A Estratégia Saúde da Família é um método implementado pelo Ministério da Saúde para oferecer serviços que abranjam questões para além da doença, como a prevenção e prevenção da saúde. Apesar do ideal progressista da iniciativa, o pesquisador Thiago Sarti aponta que o sistema está atrelado a uma visão antiquada que resulta em uma aplicação autoritária no cotidiano das pessoas com doenças crônicas.
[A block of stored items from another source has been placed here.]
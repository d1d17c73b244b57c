//! Log subscriber setup for the resolution core.
//!
//! The resolver crates only emit `tracing` events; whoever embeds them picks
//! the subscriber. [`init_tracing`] installs one from the environment:
//!
//! | Variable         | Meaning                                             |
//! |------------------|-----------------------------------------------------|
//! | `PHZ_LOG`        | Filter directives, `RUST_LOG` syntax. Wins over `RUST_LOG`. |
//! | `RUST_LOG`       | Fallback filter directives.                         |
//! | `PHZ_LOG_FORMAT` | `text` (default), `tree`, or `json`.                |
//!
//! ```bash
//! PHZ_LOG=phz_resolver=trace PHZ_LOG_FORMAT=tree cargo test --test end_to_end_tests
//! ```
//!
//! With neither filter variable set nothing is installed. Output is stderr.

use tracing_subscriber::prelude::*;
use tracing_subscriber::util::TryInitError;
use tracing_subscriber::{EnvFilter, Registry, fmt};

/// Output layout of the installed subscriber.
#[derive(Debug, Clone, Copy, Default, PartialEq, Eq)]
pub enum LogFormat {
    /// One flat line per event.
    #[default]
    Text,
    /// Indented span tree via `tracing-tree`.
    Tree,
    /// Newline-delimited JSON.
    Json,
}

impl LogFormat {
    /// Unrecognised names fall back to [`LogFormat::Text`].
    #[must_use]
    pub fn parse(value: &str) -> Self {
        match value.trim().to_ascii_lowercase().as_str() {
            "tree" => Self::Tree,
            "json" => Self::Json,
            _ => Self::Text,
        }
    }
}

/// Resolved logging settings, before anything is installed.
#[derive(Debug, Clone, Default, PartialEq, Eq)]
pub struct TracingConfig {
    directives: Option<String>,
    format: LogFormat,
}

impl TracingConfig {
    /// Read `PHZ_LOG`, `RUST_LOG` and `PHZ_LOG_FORMAT`.
    #[must_use]
    pub fn from_env() -> Self {
        Self::from_vars(
            std::env::var("PHZ_LOG").ok(),
            std::env::var("RUST_LOG").ok(),
            std::env::var("PHZ_LOG_FORMAT").ok(),
        )
    }

    /// Build from already-read variable values.
    #[must_use]
    pub fn from_vars(
        phz_log: Option<String>,
        rust_log: Option<String>,
        format: Option<String>,
    ) -> Self {
        Self {
            directives: phz_log.or(rust_log),
            format: format.as_deref().map(LogFormat::parse).unwrap_or_default(),
        }
    }

    #[must_use]
    pub fn directives(&self) -> Option<&str> {
        self.directives.as_deref()
    }

    #[must_use]
    pub fn format(&self) -> LogFormat {
        self.format
    }

    #[must_use]
    pub fn is_enabled(&self) -> bool {
        self.directives.is_some()
    }

    /// The event filter. Malformed directives are skipped, not rejected.
    #[must_use]
    pub fn filter(&self) -> Option<EnvFilter> {
        self.directives
            .as_deref()
            .map(|directives| EnvFilter::builder().parse_lossy(directives))
    }

    /// Install as the global subscriber.
    ///
    /// `Ok(false)` when logging is disabled; an error when another global
    /// subscriber is already in place.
    pub fn try_install(&self) -> Result<bool, TryInitError> {
        let Some(filter) = self.filter() else {
            return Ok(false);
        };
        let registry = Registry::default().with(filter);
        match self.format {
            LogFormat::Text => registry
                .with(fmt::layer().with_writer(std::io::stderr))
                .try_init(),
            LogFormat::Json => registry
                .with(fmt::layer().json().with_writer(std::io::stderr))
                .try_init(),
            LogFormat::Tree => registry
                .with(
                    tracing_tree::HierarchicalLayer::new(2)
                        .with_writer(std::io::stderr)
                        .with_indent_lines(true)
                        .with_targets(true),
                )
                .try_init(),
        }?;
        Ok(true)
    }
}

/// Install a subscriber from the environment, once per process.
///
/// Repeated calls, and calls after some other subscriber was installed, are
/// harmless.
pub fn init_tracing() {
    let config = TracingConfig::from_env();
    match config.try_install() {
        Ok(true) => tracing::debug!(format = ?config.format(), "tracing enabled"),
        Ok(false) => {}
        Err(err) => tracing::trace!(%err, "subscriber already installed"),
    }
}

#[cfg(test)]
#[path = "tests/tracing_config_tests.rs"]
mod tests;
O projeto consiste em disponibilizar uma equipe multiprofissional que é responsável por uma determinada quantidade de pessoas em uma região específica, em média 3 mil pessoas. Isso possibilita um atendimento integrado a longo prazo para os pacientes daquele local. Para Sarti, o modelo trouxe avanços inegáveis para o atendimento de saúde das populações, principalmente as mais carentes, porém ainda está atrelado a preceitos higienistas aplicados em séculos passados. Esse tipo de atendimento consiste em um tratamento com base científica aliado à tentativa de fazer com que todos os pacientes se encaixem nesse ideal, sem considerar suas particularidades.
A partir do acompanhamento de duas equipes atuantes na periferia em contato com pessoas que são diabéticas, a pesquisa de doutorado “A (Bio) política da Saúde da Família: adoecimento crônico, micropolítica do trabalho e o governo da vida" faz uma crítica contundente à aplicação prática da Estratégia de Saúde da Família. “Equipes constroem um projeto para as pessoas de forma vertical, hierárquica, até mesmo autoritária, porque exige uma mudança radical nas suas vidas, sem levar em conta o contexto no qual esses pacientes estão inseridos”, afirma Sarti.
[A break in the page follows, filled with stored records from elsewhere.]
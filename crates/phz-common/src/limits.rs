//! Centralized limits and thresholds for the resolution core.
//!
//! Every bounded walk and pre-sized collection reads its limit from here so
//! that tuning happens in one place.

// =============================================================================
// Walk Depth Limits
// =============================================================================

/// Maximum number of `children[0]` hops taken while extracting a variable
/// name from a node chain.
///
/// Parser output is finite and acyclic, so real chains are short (a handful
/// of wrapper nodes at most). Synthetic or malformed trees that go deeper
/// fail with `MalformedNameChain` instead of walking indefinitely.
///
/// # PHP example
///
/// ```php
/// global $$$$name;   // each `$` adds one wrapper node
/// static $counter;   // static-variable node wraps a plain variable
/// ```
pub const MAX_NAME_CHAIN_DEPTH: usize = 64;

// =============================================================================
// Capacity Limits
// =============================================================================

/// Initial capacity of a shared union-type parse cache.
///
/// Most compilation units mention a few hundred distinct type strings;
/// starting at this size avoids rehashing during the first traversal.
pub const UNION_TYPE_CACHE_CAPACITY: usize = 512;

/// Number of distinct texts a union-type parse cache stores before it stops
/// growing.
pub const UNION_TYPE_CACHE_MAX_ENTRIES: usize = 65_536;

/// Initial capacity of a freshly created variable scope.
pub const SCOPE_INITIAL_CAPACITY: usize = 8;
O pesquisador aponta que os usuários desses serviços são pessoas fragilizadas e em situação de vulnerabilidade social. Essa situação faz com que tenham grande dificuldade de manejar sua condição de saúde no cotidiano: “Os pacientes pegam as orientações e fazem uma adaptação a sua vida, fazem sua própria conduta. Isso incomoda muito à equipe”, explica o pesquisador.
Os profissionais da estratégia de saúde da família acabam taxando de rebeldes esses pacientes que não fazem adesão radical aos pilares do tratamento: alimentação, atividade física e medicamentos. Os usuários são classificados como pessoas com baixo interesse pela própria saúde, que não sabem cuidar de si devido ao baixo nível educacional. Segundo Sarti, a equipe não leva em consideração a extensão das mudanças que o diagnóstico de diabetes impõem para o paciente: “Não estamos falando de dengue, que você trata e dez dias depois tá bem. Diabetes é uma série de mudanças na sua rotina diária, na forma como você se enxerga, e em como a sociedade te enxerga. O profissional precisa estar ao lado do usuário, construindo com ele, dando suporte a ele”.
Além disso, existe uma postura preconceituosa do profissional ao olhar para o paciente: “É preciso orientar em linhas gerais algumas coisas, mas quando se olha pra uma população mais pobre, há uma tendência de classificá-la como ignorante, que tem hábitos inadequados de vida, os quais podem ser mudados com base no saber superior da equipe”, explica Sarti. Para o pesquisador, a necessidade atual é repensar como esse modelo de saúde da família vem sendo aplicado e aprimorá-lo, avançando na sua estruturação.